Newsmaker: Ashok Choudhary, changing permutations at the apex

He met Sonia Gandhi earlier this month and was asked to call off a campaign against Lalu Prasad

Ashok Choudhary
Ashok Choudhary
Aditi Phadnis New Delhi
Last Updated : Sep 10 2017 | 10:28 PM IST
When Ashok Choudhary was appointed Bihar Pradesh Congress Committee president, the Congress party was almost extinct there. Now, it is  Choudhary who is in danger of becoming extinct. Party vice-president Rahul Gandhi excluded him from a group of MLAs who called on the leader last week.

Reportedly, among the issues discussed, was whether Choudhary should be removed from the presidentship. “I’m not sure why I am being sidelined like this,” Choudhary said to reporters in Patna. He was, he admitted, hurt at not being invited to the talks that hope to stop a split in the party, after state Chief Minister Nitish Kumar joined the Bharatiya Janata Party-led National Democratic Alliance a few weeks earlier.

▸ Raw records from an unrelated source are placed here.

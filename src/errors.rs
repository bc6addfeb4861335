//! Error taxonomy for the time capsule pipeline.
//!
//! Every variant renders as exactly one user-facing message. Transport errors
//! are carried as the `source` of a variant so they can be logged, but they are
//! never part of the message shown to the user.

use std::fmt;

use thiserror::Error;

/// Which retrieval step failed while talking to the catalog service.
#[derive(Debug, Clone, Copy, PartialEq, Eq)]
pub enum FetchStage {
    Profile,
    Playlists,
    Tracks,
    Recommendations,
}

impl fmt::Display for FetchStage {
    fn fmt(&self, f: &mut fmt::Formatter<'_>) -> fmt::Result {
        let s = match self {
            FetchStage::Profile => "profile",
            FetchStage::Playlists => "playlists",
            FetchStage::Tracks => "tracks",
            FetchStage::Recommendations => "recommendations",
        };
        write!(f, "{}", s)
    }
}

#[derive(Debug, Error)]
pub enum CapsuleError {
    /// Bad static setup. Fatal at startup.
    #[error("Configuration error: {0}")]
    Configuration(String),

    /// No credential, or the credential has expired. Raised before any request is sent.
    #[error("Please log in with Spotify first. Run timecapsule auth.")]
    MissingCredential,

    #[error("There was a problem fetching your {stage} from Spotify. You might be rate-limited.")]
    Fetch {
        stage: FetchStage,
        #[source]
        source: reqwest::Error,
    },

    #[error("No songs found for the selected time frame. Try a different year/season.")]
    EmptySelection,

    #[error("Failed to create playlist.")]
    Create(#[source] reqwest::Error),

    #[error("Could not add songs to your playlist.")]
    Add(#[source] reqwest::Error),

    #[error("The operation was interrupted. Please try again.")]
    Interrupted,

    #[error("Cannot {action} while the playlist is {state}.")]
    InvalidTransition {
        action: &'static str,
        state: &'static str,
    },
}

impl CapsuleError {
    pub fn fetch(stage: FetchStage) -> impl FnOnce(reqwest::Error) -> Self {
        move |source| CapsuleError::Fetch { stage, source }
    }

    /// Failures the user can recover from by picking different input or retrying.
    pub fn is_recoverable(&self) -> bool {
        !matches!(self, CapsuleError::Configuration(_))
    }
}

Choudhary is young, relatively speaking, and comes from one of the Mahadalit communities that Nitish has been nurturing. When he took charge, eight of the Congress’ district units were functioning without a president and 25 others without a full executive body. He replaced Mehboob Ali Qaisar after Gandhi had interviewed 18 candidates for the post. 

Choudhary was the youngest PCC chief to be appointed in three decades. His caste identity fit him into the Congress' scheme of using a Dalit/OBC/minority/youth combination to counter Nitish Kumar's model, as well as Lalu Prasad's Muslim-Yadav and Ramvilas Paswan's Muslim-SC models. The previous dalit to head the PCC was Dumar Lal Baitha, 25 years before.

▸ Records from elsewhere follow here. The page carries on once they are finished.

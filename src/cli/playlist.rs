use crate::{
    flow::PlaylistFlow,
    info,
    management::{PlaylistCounter, created_summary},
    spotify::{self, Session, playlist::MAX_TRACKS_PER_CALL},
    success, warning,
};

use super::report;

/// Creates a playlist named `name` and fills it with `uris`.
///
/// Walks [`PlaylistFlow`] from idle to filled and returns wherever it stopped,
/// so a failed add still reports the playlist that was created. The counter
/// service is notified in the background once the playlist exists.
pub(super) async fn materialize(
    session: &Session,
    name: &str,
    description: &str,
    uris: &[String],
) -> PlaylistFlow {
    let flow = match PlaylistFlow::Idle.choose_name(name) {
        Ok(flow) => flow,
        Err(e) => {
            report(&e);
            return PlaylistFlow::Idle;
        }
    };

    if !flow.can_create() {
        warning!("Choose a playlist name to create a playlist.");
        return flow;
    }

    let owner_id = match spotify::playlist::current_user_id(session).await {
        Ok(id) => id,
        Err(e) => {
            report(&e);
            return flow;
        }
    };

    let playlist_name = flow.name().unwrap_or(name).to_string();
    info!("Create playlist {}", playlist_name);
    let created =
        spotify::playlist::create_playlist(session, &owner_id, &playlist_name, description).await;
    let created = match created {
        Ok(playlist) => playlist,
        Err(e) => {
            report(&e);
            return flow;
        }
    };
    success!("Playlist {} created.", created.name);

    let counter_task = {
        let playlist_id = created.id.clone();
        tokio::spawn(async move { PlaylistCounter::from_config().record(&playlist_id).await })
    };

    let flow = match flow.playlist_created(created.clone()) {
        Ok(flow) => flow,
        Err(e) => {
            report(&e);
            return PlaylistFlow::Idle;
        }
    };

    let flow = if uris.is_empty() {
        warning!("No songs to add to playlist {}.", created.name);
        flow
    } else {
        let added =
            spotify::playlist::add_tracks(session, &created.id, uris, MAX_TRACKS_PER_CALL).await;
        match added {
            Ok(added) => {
                success!("{} songs added to playlist {}.", added.submitted, created.name);
                if added.dropped > 0 {
                    warning!(
                        "Only {} songs fit in one request; {} were left out.",
                        MAX_TRACKS_PER_CALL,
                        added.dropped
                    );
                }
                match flow.clone().songs_added(added) {
                    Ok(next) => next,
                    Err(e) => {
                        report(&e);
                        flow
                    }
                }
            }
            Err(e) => {
                report(&e);
                flow
            }
        }
    };

    if let Some(line) = created_summary(counter_task.await.ok().flatten()) {
        info!("{}", line);
    }

    flow
}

Fluent in Hindi and English, Choudhary studied at Patna University and holds a doctorate in political science, apart from a law degree. He hails from Gaya and is now settled in Patna. His father, Mahavir Choudhary, had been a Congress minister in the state. 

Ashok, who began from the Youth Congress, was a minister of state for prisons in the RJD-Congress government after winning the Barbigha (Shekhpura) seat in 2000. In later elections, he won in February 2005 and then lost in November that year. In 2009, he contested for the Lok Sabha from the Jamui seat and lost.

When he took charge, there were many challenges. Some of these got neutralised in the natural course, such as Sadhu Yadav (bother-in-law of Lalu Prasad), Lovely Anand (wife of jailed former MP Anand Mohan) and Ranjit Ranjan (wife of jailed former MP Pappu Yadav). But, many who were loyal to Lalu Prasad had joined the Congress and it is this lot of MLAs which is demanding he be axed. Choudhary has advocated distance from Prasad, something that has not been heeded by the party leadership.

He must be given credit for the fact that from four MLAs in the earlier assembly, the Congress won 27 in the 2015 election. His closeness to Nitish Kumar is evident. He was education minister in the mahagathbandhan (grand coalition) government and made no secret of the fact that he admired Kumar’s caste outreach.

He reportedly met party president Sonia Gandhi earlier this month and was asked to call off a campaign against Lalu Prasad, in the interest of crafting a ‘secular’ coalition. Now, he has been dropped from a group of MLAs meeting Rahul Gandhi. He can be forgiven for thinking he is being sent a message. Such are the perils of high politics.